(Work instruction) Report every line in the listing that contains the string "FixedClock".

------------------------

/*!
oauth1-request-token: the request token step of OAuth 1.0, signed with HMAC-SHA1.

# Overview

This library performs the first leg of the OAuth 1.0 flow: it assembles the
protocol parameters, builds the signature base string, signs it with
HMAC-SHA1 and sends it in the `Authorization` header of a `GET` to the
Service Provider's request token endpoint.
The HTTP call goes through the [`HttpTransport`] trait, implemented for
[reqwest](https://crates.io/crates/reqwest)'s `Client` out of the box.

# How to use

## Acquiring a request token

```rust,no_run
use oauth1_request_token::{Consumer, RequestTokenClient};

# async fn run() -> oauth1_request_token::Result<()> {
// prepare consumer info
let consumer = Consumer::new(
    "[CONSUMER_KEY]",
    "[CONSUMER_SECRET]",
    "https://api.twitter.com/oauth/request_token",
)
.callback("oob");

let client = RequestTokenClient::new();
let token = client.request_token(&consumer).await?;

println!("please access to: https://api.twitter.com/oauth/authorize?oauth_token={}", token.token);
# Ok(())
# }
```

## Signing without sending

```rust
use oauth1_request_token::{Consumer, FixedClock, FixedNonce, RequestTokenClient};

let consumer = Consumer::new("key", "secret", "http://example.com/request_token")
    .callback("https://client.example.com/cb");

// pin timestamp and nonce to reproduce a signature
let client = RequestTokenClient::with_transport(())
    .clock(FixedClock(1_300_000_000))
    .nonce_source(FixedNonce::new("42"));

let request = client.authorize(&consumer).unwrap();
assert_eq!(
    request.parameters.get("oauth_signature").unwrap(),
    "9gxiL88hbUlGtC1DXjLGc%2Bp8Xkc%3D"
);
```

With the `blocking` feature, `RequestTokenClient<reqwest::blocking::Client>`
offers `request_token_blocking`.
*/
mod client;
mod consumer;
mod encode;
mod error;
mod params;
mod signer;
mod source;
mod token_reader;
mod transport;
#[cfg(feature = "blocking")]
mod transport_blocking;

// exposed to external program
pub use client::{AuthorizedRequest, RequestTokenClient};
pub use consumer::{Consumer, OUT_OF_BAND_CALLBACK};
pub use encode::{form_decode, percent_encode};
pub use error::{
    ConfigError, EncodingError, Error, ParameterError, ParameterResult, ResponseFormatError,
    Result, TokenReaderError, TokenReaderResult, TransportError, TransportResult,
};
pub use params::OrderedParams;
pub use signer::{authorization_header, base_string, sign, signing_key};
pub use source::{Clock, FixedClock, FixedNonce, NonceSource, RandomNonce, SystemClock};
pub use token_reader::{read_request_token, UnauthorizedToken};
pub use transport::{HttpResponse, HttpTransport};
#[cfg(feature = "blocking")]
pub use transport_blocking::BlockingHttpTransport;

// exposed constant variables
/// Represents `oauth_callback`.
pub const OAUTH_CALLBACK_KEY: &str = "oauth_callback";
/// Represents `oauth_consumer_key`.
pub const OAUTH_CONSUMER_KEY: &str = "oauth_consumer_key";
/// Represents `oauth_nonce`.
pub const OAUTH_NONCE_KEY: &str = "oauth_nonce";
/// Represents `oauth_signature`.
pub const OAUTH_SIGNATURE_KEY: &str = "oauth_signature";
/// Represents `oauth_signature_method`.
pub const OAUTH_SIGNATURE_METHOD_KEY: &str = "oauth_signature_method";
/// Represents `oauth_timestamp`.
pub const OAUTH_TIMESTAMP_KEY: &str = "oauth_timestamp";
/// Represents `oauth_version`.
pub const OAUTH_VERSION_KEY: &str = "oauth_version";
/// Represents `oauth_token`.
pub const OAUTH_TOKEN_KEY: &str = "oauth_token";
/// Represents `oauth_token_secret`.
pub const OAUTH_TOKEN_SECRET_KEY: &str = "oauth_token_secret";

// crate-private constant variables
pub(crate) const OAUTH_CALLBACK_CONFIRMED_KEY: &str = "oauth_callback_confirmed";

------------------------

(Expected answer)
use oauth1_request_token::{Consumer, FixedClock, FixedNonce, RequestTokenClient};
    .clock(FixedClock(1_300_000_000))
pub use source::{Clock, FixedClock, FixedNonce, NonceSource, RandomNonce, SystemClock};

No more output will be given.